▶ WHAT THIS TASK INVOLVES: Return only those lines of the material that contain "core".

▶ EXCERPTED RECORDS:
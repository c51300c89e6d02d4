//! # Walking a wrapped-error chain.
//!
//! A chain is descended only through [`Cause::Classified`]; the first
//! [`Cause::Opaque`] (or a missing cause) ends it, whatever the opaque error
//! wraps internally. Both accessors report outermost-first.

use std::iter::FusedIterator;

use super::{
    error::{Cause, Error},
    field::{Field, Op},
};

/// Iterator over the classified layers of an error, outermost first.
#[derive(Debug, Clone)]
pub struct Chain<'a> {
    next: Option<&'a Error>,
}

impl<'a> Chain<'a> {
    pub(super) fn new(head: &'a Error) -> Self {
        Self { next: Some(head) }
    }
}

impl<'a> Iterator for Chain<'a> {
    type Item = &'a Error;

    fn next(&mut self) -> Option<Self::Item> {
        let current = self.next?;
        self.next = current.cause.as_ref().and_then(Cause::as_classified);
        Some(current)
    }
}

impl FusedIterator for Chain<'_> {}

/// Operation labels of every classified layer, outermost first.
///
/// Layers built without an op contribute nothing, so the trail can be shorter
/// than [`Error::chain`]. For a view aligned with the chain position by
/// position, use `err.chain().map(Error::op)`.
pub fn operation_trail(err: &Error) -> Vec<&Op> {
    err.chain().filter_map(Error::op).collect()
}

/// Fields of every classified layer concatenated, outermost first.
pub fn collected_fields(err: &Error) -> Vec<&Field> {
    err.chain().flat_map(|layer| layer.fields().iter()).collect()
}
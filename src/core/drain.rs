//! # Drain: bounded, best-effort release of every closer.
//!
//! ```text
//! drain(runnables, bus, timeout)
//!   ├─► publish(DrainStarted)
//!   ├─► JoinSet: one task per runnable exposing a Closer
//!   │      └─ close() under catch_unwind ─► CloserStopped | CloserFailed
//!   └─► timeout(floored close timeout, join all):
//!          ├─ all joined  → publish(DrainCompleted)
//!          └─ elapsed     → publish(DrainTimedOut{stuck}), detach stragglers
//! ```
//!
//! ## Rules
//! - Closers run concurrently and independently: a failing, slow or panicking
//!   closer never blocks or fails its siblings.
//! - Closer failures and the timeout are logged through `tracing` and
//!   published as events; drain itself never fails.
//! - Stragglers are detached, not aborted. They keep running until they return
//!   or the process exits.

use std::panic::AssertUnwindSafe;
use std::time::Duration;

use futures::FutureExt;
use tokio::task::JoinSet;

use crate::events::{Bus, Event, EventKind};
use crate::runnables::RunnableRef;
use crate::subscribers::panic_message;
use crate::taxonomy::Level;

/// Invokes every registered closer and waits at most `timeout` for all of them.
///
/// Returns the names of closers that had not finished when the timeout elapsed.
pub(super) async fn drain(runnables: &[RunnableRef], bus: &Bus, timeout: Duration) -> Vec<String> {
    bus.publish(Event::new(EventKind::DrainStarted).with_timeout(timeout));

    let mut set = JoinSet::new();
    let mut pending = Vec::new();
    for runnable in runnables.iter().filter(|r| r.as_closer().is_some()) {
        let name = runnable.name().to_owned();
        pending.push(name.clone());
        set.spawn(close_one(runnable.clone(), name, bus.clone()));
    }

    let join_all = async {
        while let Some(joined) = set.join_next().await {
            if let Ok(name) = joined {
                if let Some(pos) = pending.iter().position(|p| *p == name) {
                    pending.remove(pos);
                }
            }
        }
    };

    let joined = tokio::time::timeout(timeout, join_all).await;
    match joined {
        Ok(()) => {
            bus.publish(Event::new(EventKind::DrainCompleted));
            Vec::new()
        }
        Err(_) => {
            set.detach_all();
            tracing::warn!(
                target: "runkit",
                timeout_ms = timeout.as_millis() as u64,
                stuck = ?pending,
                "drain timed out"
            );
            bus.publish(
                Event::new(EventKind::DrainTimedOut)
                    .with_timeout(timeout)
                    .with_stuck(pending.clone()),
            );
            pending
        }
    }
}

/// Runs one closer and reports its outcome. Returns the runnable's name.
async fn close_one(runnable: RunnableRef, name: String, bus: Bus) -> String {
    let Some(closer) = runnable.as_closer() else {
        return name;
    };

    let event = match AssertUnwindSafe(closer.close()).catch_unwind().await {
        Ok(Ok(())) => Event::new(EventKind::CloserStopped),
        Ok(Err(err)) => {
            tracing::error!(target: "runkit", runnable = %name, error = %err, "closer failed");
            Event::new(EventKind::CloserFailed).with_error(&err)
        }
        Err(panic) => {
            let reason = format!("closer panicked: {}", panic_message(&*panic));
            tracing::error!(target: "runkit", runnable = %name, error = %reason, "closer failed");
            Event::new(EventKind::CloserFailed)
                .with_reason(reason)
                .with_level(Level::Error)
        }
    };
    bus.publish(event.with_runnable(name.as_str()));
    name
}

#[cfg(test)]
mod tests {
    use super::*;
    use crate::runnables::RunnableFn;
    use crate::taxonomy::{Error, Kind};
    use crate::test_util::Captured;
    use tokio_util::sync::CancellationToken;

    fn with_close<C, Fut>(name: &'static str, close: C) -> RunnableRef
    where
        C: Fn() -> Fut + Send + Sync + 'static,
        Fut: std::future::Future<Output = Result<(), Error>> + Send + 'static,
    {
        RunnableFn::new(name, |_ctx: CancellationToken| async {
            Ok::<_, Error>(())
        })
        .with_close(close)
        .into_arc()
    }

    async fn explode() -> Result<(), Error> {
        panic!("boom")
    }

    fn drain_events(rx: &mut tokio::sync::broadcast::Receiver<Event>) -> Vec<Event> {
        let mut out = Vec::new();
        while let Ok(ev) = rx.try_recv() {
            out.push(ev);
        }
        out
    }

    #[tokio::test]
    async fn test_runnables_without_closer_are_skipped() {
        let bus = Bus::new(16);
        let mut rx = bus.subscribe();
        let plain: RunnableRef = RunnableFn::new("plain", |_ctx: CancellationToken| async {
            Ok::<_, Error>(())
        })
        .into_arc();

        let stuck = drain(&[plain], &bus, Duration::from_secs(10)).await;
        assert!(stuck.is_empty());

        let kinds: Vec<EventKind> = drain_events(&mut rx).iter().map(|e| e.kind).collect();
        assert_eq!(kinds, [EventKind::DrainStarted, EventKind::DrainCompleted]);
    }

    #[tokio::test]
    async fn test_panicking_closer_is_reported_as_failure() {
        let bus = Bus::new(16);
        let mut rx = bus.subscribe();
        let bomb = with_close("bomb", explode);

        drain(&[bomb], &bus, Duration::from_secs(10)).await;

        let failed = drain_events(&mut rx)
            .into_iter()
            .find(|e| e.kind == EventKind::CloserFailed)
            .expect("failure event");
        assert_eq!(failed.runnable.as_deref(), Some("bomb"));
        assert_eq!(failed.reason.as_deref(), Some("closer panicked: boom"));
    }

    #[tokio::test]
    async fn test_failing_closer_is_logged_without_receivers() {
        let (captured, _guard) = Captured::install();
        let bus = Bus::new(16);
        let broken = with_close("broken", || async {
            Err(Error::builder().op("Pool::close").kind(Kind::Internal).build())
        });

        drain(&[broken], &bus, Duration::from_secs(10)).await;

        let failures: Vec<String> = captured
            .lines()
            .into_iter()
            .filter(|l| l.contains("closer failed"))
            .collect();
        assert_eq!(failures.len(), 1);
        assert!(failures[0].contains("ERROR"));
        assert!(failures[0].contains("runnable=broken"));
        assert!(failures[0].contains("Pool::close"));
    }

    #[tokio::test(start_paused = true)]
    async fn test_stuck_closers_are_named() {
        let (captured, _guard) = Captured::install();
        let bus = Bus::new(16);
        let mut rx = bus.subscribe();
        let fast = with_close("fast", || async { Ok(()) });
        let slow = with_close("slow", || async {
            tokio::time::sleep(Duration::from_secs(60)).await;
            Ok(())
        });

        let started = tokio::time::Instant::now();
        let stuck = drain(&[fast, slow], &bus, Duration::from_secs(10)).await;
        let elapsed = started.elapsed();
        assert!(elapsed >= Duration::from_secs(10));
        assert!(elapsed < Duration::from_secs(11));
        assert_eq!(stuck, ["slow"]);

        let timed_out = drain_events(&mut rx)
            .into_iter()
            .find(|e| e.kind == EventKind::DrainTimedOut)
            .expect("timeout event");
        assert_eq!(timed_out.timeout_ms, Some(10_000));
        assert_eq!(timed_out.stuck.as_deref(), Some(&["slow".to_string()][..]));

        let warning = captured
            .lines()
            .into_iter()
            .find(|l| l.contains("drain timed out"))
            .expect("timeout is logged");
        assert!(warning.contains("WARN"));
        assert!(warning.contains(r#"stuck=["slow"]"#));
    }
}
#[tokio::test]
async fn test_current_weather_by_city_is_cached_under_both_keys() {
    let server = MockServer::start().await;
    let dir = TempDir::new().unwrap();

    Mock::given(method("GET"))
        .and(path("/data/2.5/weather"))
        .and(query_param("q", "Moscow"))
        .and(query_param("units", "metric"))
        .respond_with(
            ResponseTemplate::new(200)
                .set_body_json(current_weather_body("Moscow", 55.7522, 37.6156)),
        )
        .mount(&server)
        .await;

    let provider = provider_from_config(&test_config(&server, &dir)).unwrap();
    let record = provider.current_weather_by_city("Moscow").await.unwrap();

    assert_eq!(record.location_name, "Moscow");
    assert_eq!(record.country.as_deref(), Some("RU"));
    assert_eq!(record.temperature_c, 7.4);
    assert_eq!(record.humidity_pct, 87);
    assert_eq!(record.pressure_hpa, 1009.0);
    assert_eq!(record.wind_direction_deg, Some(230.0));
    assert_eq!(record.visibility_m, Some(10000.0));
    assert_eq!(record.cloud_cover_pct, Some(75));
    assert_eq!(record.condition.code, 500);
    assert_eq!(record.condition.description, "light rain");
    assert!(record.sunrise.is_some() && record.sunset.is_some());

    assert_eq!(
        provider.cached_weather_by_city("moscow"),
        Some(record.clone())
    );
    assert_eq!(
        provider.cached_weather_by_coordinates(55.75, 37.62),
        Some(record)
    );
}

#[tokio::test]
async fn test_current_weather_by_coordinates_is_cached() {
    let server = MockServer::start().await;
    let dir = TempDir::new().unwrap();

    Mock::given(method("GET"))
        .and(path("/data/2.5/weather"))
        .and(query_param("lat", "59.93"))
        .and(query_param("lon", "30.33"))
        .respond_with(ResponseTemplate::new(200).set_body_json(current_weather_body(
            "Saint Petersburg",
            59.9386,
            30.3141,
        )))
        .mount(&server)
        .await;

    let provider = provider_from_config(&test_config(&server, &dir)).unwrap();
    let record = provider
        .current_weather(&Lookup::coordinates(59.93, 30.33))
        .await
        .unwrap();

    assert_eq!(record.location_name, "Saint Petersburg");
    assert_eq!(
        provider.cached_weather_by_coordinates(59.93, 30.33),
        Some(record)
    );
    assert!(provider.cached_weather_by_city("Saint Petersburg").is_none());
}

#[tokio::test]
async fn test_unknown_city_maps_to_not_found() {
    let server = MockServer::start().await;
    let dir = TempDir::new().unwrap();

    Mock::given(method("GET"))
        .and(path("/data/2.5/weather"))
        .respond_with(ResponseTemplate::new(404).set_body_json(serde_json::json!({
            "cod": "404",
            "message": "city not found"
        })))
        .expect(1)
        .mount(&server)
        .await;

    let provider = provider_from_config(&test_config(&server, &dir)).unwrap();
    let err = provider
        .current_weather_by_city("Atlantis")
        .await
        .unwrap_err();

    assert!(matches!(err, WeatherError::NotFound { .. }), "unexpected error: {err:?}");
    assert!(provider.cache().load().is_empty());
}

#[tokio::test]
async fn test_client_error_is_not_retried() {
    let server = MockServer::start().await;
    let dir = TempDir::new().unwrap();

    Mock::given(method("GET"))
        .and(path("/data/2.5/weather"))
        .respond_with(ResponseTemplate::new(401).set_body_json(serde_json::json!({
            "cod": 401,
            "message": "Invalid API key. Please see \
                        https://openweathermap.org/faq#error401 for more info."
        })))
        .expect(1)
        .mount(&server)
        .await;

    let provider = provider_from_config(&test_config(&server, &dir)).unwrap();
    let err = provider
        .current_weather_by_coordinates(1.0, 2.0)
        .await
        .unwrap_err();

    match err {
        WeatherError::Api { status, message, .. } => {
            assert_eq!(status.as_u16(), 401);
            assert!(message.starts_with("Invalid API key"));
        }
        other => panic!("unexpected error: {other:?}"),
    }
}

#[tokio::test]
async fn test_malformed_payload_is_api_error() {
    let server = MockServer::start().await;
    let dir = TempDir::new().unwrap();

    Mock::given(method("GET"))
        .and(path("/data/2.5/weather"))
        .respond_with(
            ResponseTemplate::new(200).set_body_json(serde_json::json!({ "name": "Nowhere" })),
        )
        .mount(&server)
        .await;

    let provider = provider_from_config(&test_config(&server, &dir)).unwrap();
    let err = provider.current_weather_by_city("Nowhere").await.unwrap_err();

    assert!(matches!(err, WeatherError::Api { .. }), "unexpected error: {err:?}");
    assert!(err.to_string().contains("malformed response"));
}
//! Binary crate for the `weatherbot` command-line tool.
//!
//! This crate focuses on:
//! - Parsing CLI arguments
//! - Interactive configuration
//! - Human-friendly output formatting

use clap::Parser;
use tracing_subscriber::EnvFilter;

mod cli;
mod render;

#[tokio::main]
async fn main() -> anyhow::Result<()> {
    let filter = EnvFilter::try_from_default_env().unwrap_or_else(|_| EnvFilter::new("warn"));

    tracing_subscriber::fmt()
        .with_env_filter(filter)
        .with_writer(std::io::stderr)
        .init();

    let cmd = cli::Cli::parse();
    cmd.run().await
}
---
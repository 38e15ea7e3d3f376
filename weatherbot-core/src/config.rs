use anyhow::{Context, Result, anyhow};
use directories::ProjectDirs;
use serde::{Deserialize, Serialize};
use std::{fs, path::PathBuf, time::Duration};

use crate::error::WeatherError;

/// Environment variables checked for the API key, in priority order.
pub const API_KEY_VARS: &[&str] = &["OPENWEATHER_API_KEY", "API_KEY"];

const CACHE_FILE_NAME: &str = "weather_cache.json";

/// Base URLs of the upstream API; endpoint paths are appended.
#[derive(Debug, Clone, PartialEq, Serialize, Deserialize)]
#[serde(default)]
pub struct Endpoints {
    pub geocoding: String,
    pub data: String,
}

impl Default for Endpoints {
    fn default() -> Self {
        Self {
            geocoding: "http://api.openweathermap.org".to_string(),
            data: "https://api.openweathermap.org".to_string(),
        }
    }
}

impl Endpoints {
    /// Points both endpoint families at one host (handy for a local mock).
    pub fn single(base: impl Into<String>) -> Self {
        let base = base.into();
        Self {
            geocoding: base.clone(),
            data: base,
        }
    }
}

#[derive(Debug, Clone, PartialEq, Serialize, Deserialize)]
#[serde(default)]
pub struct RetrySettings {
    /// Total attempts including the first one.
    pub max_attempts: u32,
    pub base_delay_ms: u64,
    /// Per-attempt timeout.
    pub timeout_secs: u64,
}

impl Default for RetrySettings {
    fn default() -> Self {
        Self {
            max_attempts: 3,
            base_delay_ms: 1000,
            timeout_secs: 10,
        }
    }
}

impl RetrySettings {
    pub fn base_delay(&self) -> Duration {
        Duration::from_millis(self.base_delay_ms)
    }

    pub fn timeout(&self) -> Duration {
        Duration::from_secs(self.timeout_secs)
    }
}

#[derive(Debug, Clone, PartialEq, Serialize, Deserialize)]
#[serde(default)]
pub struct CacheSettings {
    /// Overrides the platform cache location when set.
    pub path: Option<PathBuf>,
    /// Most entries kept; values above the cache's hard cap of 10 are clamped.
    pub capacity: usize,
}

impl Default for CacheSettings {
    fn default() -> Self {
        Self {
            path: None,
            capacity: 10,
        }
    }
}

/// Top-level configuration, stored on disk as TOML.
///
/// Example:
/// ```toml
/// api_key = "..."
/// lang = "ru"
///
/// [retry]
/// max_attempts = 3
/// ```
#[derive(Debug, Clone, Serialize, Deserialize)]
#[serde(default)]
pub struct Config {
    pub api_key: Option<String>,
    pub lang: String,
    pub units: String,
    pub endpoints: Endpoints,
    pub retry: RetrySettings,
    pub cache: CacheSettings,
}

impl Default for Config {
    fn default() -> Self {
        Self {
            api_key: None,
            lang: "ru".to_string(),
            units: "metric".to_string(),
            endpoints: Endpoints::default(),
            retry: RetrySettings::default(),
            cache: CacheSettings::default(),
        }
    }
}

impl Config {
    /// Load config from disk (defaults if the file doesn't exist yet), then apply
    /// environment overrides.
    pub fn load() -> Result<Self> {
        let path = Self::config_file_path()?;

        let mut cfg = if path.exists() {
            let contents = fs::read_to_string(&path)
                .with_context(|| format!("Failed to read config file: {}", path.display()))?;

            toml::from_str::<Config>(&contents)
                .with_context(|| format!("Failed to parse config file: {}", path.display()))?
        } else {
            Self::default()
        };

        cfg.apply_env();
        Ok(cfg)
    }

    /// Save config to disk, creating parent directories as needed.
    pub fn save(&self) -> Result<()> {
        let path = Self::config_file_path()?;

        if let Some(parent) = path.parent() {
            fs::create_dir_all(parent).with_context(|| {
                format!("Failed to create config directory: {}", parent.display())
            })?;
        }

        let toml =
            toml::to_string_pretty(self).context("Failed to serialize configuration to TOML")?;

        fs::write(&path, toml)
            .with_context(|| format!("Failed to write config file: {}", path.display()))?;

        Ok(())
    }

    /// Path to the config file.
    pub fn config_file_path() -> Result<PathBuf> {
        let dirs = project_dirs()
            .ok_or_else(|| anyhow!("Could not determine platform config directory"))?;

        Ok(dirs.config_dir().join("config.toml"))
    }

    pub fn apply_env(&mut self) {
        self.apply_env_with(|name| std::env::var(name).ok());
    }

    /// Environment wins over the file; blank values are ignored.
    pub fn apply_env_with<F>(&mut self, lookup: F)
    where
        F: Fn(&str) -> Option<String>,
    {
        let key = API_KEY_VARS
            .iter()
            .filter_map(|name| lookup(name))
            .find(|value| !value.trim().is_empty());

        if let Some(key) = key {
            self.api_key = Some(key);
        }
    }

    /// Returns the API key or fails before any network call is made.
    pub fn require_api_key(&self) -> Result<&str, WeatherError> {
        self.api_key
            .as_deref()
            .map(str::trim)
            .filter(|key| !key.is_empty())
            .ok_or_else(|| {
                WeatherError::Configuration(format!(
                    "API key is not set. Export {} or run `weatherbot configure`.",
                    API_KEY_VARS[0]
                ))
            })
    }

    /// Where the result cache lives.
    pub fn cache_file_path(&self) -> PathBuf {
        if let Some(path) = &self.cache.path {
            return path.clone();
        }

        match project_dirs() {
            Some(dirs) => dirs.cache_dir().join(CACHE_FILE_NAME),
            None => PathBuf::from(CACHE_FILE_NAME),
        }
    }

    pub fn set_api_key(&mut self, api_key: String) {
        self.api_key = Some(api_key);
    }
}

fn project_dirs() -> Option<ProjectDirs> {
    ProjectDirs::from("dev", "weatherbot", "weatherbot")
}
==
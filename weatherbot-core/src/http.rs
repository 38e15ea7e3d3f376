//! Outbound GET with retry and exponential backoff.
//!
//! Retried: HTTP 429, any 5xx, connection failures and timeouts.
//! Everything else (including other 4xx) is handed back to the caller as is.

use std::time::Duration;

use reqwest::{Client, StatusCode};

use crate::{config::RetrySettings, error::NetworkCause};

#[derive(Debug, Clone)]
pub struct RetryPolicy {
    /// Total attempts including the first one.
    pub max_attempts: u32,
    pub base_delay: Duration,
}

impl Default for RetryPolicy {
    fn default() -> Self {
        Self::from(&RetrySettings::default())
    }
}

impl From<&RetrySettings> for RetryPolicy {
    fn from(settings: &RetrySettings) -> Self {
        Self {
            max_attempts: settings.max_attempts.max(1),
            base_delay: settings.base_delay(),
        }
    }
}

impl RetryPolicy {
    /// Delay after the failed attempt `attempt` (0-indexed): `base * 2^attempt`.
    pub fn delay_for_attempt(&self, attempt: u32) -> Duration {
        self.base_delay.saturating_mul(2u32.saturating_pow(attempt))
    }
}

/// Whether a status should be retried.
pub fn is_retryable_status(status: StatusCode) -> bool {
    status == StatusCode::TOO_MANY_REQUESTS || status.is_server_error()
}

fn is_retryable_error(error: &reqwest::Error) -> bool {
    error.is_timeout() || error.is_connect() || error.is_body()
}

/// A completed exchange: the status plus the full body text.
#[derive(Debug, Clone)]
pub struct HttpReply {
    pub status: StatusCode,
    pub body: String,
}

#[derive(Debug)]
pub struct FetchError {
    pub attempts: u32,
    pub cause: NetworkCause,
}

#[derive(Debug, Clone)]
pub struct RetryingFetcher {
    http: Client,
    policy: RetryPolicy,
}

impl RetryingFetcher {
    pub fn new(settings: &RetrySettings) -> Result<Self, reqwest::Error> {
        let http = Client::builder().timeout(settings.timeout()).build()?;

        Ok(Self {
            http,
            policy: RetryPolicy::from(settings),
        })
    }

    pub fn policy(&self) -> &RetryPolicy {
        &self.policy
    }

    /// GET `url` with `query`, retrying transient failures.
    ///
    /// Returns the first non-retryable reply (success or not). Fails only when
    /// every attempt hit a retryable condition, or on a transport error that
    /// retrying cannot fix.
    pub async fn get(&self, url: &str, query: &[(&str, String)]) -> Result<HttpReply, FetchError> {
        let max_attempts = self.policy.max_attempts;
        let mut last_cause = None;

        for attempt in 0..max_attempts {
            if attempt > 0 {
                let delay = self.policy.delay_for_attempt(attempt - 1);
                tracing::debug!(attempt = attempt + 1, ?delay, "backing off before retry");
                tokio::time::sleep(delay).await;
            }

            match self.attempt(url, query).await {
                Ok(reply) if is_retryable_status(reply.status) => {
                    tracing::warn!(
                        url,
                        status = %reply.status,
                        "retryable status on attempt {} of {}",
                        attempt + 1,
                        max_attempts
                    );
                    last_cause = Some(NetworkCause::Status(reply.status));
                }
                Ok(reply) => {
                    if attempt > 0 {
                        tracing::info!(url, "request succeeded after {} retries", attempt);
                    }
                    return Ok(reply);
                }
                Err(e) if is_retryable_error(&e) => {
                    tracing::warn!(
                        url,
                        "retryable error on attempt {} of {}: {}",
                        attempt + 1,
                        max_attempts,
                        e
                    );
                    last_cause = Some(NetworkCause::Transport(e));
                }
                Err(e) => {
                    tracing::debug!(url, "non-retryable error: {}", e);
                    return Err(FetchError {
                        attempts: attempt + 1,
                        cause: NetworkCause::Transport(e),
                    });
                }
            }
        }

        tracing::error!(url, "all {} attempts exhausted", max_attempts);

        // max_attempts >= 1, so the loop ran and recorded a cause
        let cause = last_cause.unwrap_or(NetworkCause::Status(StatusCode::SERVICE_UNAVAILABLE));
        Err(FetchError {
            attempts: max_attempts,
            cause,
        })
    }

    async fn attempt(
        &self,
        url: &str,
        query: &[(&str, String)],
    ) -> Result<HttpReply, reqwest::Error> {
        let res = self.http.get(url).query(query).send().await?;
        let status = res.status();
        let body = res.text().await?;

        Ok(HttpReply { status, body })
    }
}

▶ COMPLETED EXERCISE:
filename src/core/drain.rs
filename weatherbot-core/src/config.rs
filename weatherbot-core/src/http.rs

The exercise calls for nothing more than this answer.